National Audit Office

Agency overview
- Formed: January 24, 1799; 227 years ago
- Jurisdiction: Government of Sri Lanka
- Headquarters: 306/72 Polduwa road, Battaramulla 6°54′13″N 79°54′45″E﻿ / ﻿6.903626°N 79.912496°E
- Employees: 1518 (2017)
- Annual budget: Rs 1.35 billion (2016)
- Agency executive: Chulantha Wickramaratne, Auditor General of Sri Lanka;
- Key document: Article 153 of the Constitution of Sri Lanka;
- Website: www.auditorgeneral.gov.lk

= National Audit Office (Sri Lanka) =

Independent government department in Sri Lanka

The National Audit Office (Sinhala: ජාතික විගණන කාර්යාලය jātika vigaṇana kāryālaya) is a non-ministerial government department in Sri Lanka. Established in 1799, it is one of the oldest government departments in the country, and is responsible for auditing public organisations.

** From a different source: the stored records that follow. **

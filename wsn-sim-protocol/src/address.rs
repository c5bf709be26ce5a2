// Two-octet network address, grounded on `wsnlab/source/wsnlab.py`'s `Addr` class.

use serde::{Deserialize, Serialize};
use std::fmt;

pub const BROADCAST_NET_ADDR: u8 = 255;
pub const BROADCAST_NODE_ADDR: u8 = 255;
/// `node_addr` reserved for a cluster's own head.
pub const CLUSTER_HEAD_NODE_ADDR: u8 = 254;

#[derive(Eq, PartialEq, Ord, PartialOrd, Copy, Clone, Hash, Serialize, Deserialize)]
pub struct Address {
    pub net_addr: u8,
    pub node_addr: u8,
}

impl Address {
    pub const fn new(net_addr: u8, node_addr: u8) -> Self {
        Address { net_addr, node_addr }
    }

    pub const BROADCAST: Address = Address::new(BROADCAST_NET_ADDR, BROADCAST_NODE_ADDR);

    /// Address of the cluster head owning `net_addr`.
    pub const fn cluster_head(net_addr: u8) -> Self {
        Address::new(net_addr, CLUSTER_HEAD_NODE_ADDR)
    }

    pub fn is_broadcast(self) -> bool {
        self == Address::BROADCAST
    }

    /// `node_addr=255` with a concrete `net_addr` addresses every node in that cluster.
    pub fn is_local_net_broadcast_for(self, net_addr: u8) -> bool {
        self.node_addr == BROADCAST_NODE_ADDR && self.net_addr == net_addr
    }
}

impl fmt::Debug for Address {
    fn fmt(&self, f: &mut fmt::Formatter<'_>) -> fmt::Result {
        write!(f, "[{},{}]", self.net_addr, self.node_addr)
    }
}

impl fmt::Display for Address {
    fn fmt(&self, f: &mut fmt::Formatter<'_>) -> fmt::Result {
        fmt::Debug::fmt(self, f)
    }
}

#[cfg(test)]
#[path = "unit_tests/address_tests.rs"]
mod address_tests;
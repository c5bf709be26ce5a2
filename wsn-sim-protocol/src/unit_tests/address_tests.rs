use super::*;

#[test]
fn broadcast_sentinel() {
    let b = Address::new(255, 255);
    assert!(b.is_broadcast());
    assert_eq!(b, Address::BROADCAST);
}

#[test]
fn local_net_broadcast_matches_only_its_net() {
    let pck = Address::new(3, BROADCAST_NODE_ADDR);
    assert!(pck.is_local_net_broadcast_for(3));
    assert!(!pck.is_local_net_broadcast_for(4));
    assert!(!Address::new(3, 1).is_local_net_broadcast_for(3));
}

#[test]
fn cluster_head_address_uses_reserved_node_id() {
    let ch = Address::cluster_head(7);
    assert_eq!(ch, Address::new(7, CLUSTER_HEAD_NODE_ADDR));
}

#[test]
fn debug_format_matches_bracket_pair() {
    assert_eq!(format!("{:?}", Address::new(1, 2)), "[1,2]");
}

These include all departments of Government, the Offices of the Cabinet of Ministers, the Judicial Service Commission, the Public Service Commission, the Parliamentary Commissioner for Administration, the Secretary-General of Parliament and the Commissioner of Elections, local authorities, public corporations and business or other undertakings vested in the Government under any written law.

The head of the department is the Auditor General of Sri Lanka, currently Chulantha Wickramaratne.